▸ **EXERCISE DESCRIPTION**: Find the lines of data that contain the string "example", then list them.

▸ **AVAILABLE RECORDS**:

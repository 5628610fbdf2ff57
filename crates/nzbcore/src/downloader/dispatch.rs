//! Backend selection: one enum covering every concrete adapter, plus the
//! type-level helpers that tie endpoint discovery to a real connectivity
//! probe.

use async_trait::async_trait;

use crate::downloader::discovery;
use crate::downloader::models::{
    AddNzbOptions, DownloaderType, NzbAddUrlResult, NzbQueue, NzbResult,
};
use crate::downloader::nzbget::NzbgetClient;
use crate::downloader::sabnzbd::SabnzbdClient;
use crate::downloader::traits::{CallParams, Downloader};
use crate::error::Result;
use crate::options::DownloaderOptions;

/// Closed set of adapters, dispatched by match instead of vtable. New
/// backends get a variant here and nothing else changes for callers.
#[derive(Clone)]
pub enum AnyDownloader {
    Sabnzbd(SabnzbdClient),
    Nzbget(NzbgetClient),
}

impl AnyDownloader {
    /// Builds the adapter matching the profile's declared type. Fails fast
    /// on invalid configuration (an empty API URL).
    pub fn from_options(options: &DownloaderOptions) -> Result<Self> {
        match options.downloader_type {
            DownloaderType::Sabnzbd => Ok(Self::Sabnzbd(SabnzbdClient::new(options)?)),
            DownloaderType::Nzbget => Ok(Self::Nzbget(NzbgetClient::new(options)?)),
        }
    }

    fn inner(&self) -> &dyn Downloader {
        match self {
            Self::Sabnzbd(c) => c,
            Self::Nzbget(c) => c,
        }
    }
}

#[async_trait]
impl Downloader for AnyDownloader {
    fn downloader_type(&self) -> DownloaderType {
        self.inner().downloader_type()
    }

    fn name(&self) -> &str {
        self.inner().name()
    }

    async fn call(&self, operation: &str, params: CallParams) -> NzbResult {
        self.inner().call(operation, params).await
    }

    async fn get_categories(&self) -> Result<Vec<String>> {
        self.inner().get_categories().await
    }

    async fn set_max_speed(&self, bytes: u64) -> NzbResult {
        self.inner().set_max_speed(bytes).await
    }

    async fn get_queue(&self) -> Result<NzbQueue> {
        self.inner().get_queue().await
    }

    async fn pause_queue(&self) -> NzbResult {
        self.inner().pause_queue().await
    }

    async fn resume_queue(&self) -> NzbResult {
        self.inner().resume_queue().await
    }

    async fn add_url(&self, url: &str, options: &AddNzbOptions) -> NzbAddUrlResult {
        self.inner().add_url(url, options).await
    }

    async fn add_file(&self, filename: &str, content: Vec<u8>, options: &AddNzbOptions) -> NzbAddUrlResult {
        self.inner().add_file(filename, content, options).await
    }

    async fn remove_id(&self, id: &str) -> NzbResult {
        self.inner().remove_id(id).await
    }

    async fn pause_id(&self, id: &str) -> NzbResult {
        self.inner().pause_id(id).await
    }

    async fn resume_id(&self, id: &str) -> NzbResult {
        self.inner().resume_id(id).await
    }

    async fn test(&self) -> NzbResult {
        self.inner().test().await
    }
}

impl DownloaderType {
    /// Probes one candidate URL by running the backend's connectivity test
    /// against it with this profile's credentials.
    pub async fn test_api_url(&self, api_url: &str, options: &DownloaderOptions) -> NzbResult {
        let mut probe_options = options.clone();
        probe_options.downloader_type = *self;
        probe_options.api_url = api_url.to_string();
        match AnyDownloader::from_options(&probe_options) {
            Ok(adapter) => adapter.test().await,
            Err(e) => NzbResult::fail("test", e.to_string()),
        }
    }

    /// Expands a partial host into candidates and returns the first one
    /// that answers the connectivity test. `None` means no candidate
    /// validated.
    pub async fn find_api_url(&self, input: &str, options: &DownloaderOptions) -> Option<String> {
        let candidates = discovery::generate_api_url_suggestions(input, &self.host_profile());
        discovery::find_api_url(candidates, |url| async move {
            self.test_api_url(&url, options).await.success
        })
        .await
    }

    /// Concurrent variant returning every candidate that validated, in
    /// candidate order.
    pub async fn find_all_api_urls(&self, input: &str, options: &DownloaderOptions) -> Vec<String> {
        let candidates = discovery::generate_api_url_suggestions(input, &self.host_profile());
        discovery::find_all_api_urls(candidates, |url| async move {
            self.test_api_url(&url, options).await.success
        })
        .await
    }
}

==

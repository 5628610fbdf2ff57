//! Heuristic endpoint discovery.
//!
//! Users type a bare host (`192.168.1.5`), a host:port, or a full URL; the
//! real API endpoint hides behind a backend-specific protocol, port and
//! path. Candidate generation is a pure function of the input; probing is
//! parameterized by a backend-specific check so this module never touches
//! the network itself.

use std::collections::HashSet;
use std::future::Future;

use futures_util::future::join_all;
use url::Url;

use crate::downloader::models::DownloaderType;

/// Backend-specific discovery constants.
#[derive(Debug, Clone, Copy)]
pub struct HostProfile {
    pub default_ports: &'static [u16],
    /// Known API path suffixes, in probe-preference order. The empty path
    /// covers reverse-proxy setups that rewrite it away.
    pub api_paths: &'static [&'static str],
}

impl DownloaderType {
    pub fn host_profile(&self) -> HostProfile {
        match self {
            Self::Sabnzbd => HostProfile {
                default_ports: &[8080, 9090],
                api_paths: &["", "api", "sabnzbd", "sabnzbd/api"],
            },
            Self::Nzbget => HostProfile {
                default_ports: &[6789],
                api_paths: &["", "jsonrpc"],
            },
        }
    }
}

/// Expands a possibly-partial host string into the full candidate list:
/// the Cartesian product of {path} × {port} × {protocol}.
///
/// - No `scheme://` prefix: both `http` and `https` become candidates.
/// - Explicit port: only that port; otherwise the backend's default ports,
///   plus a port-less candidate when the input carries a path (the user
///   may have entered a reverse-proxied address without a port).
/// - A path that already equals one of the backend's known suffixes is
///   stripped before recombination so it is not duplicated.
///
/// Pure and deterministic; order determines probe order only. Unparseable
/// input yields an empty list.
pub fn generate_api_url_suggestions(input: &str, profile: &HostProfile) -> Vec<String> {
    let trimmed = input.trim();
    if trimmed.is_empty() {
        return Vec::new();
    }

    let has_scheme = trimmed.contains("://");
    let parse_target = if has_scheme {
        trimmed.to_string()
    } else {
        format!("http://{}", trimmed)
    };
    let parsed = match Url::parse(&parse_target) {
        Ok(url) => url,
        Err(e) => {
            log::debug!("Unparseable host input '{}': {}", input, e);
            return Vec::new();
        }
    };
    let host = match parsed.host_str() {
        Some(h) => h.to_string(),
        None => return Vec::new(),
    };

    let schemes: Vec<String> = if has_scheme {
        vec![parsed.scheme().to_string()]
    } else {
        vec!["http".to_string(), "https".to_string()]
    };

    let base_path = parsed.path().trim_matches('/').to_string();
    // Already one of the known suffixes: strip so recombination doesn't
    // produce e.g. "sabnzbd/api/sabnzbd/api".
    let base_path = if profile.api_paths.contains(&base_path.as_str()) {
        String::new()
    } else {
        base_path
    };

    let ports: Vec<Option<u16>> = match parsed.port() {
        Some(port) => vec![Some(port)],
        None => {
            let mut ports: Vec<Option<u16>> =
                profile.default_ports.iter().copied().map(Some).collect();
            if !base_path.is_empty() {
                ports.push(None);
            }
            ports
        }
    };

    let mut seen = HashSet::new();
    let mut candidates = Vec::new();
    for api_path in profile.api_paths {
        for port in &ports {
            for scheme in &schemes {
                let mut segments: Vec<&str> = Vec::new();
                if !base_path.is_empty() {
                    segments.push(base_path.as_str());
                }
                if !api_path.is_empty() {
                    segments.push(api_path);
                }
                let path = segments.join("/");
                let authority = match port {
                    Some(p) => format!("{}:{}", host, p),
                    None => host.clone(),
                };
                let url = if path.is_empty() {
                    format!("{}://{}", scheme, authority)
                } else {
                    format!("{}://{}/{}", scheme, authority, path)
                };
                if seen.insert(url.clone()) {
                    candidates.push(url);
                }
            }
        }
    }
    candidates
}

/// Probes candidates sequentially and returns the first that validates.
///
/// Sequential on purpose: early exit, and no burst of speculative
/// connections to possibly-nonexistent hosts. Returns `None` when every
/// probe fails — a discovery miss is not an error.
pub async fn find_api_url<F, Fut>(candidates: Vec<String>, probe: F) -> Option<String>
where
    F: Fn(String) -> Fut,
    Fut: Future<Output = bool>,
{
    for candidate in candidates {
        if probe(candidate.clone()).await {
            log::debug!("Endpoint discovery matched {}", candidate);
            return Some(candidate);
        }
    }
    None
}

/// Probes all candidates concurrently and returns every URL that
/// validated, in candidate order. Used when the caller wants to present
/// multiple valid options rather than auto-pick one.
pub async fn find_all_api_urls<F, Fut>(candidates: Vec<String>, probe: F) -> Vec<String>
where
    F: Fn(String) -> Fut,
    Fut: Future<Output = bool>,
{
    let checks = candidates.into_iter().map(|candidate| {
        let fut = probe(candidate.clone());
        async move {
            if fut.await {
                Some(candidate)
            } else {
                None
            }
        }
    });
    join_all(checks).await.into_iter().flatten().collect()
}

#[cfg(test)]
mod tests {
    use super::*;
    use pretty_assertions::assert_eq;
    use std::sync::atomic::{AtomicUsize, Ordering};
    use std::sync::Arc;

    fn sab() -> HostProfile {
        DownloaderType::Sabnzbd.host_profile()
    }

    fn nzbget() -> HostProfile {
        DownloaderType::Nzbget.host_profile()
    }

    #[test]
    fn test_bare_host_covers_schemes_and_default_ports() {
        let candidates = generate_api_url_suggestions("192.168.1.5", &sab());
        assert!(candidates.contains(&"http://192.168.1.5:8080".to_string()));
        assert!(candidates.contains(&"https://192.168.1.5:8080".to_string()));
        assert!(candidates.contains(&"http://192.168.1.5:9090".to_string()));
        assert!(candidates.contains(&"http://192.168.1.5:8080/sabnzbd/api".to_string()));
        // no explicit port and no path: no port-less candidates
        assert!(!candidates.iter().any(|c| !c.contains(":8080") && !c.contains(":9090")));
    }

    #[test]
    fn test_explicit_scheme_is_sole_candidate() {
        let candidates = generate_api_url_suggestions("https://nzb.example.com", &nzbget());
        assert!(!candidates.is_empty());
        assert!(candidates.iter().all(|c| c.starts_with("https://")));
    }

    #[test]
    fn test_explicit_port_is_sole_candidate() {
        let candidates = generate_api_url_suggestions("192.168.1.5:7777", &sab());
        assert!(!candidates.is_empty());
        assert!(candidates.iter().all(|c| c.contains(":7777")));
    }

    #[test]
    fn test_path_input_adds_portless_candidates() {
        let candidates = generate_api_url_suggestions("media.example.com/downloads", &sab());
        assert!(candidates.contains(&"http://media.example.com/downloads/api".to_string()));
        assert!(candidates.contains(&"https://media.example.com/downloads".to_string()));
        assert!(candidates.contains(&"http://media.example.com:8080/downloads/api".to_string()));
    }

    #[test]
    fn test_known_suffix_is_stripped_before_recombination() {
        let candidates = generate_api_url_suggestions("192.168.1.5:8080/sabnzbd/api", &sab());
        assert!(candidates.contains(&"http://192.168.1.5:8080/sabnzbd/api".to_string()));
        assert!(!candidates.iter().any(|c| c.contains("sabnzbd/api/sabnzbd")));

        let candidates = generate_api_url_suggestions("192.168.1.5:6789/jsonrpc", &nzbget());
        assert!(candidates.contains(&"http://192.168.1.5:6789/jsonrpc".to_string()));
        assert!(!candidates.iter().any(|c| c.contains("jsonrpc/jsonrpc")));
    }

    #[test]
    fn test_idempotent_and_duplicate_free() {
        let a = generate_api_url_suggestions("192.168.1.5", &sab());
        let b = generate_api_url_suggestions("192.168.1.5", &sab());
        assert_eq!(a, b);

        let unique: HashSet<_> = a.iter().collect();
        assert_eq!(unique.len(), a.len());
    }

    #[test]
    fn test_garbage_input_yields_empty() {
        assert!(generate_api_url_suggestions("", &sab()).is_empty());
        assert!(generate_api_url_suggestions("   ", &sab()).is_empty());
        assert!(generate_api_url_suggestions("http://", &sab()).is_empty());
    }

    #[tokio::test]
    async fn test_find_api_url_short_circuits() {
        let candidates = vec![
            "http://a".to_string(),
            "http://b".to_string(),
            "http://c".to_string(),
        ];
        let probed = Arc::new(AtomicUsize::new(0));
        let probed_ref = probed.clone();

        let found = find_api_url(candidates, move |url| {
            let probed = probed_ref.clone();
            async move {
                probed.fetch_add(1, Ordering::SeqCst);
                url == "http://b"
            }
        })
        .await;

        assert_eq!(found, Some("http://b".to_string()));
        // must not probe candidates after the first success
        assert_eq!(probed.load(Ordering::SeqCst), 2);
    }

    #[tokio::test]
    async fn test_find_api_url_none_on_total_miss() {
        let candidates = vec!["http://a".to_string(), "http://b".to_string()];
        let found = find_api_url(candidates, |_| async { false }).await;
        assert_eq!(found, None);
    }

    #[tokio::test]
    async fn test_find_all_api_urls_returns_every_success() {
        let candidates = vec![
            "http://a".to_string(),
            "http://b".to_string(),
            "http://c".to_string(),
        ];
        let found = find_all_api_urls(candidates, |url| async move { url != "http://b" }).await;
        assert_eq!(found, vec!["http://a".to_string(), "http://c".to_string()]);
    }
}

▸ **WORKED SOLUTION**:
        let candidates = generate_api_url_suggestions("https://nzb.example.com", &nzbget());
        let candidates = generate_api_url_suggestions("media.example.com/downloads", &sab());
        assert!(candidates.contains(&"http://media.example.com/downloads/api".to_string()));
        assert!(candidates.contains(&"https://media.example.com/downloads".to_string()));
        assert!(candidates.contains(&"http://media.example.com:8080/downloads/api".to_string()));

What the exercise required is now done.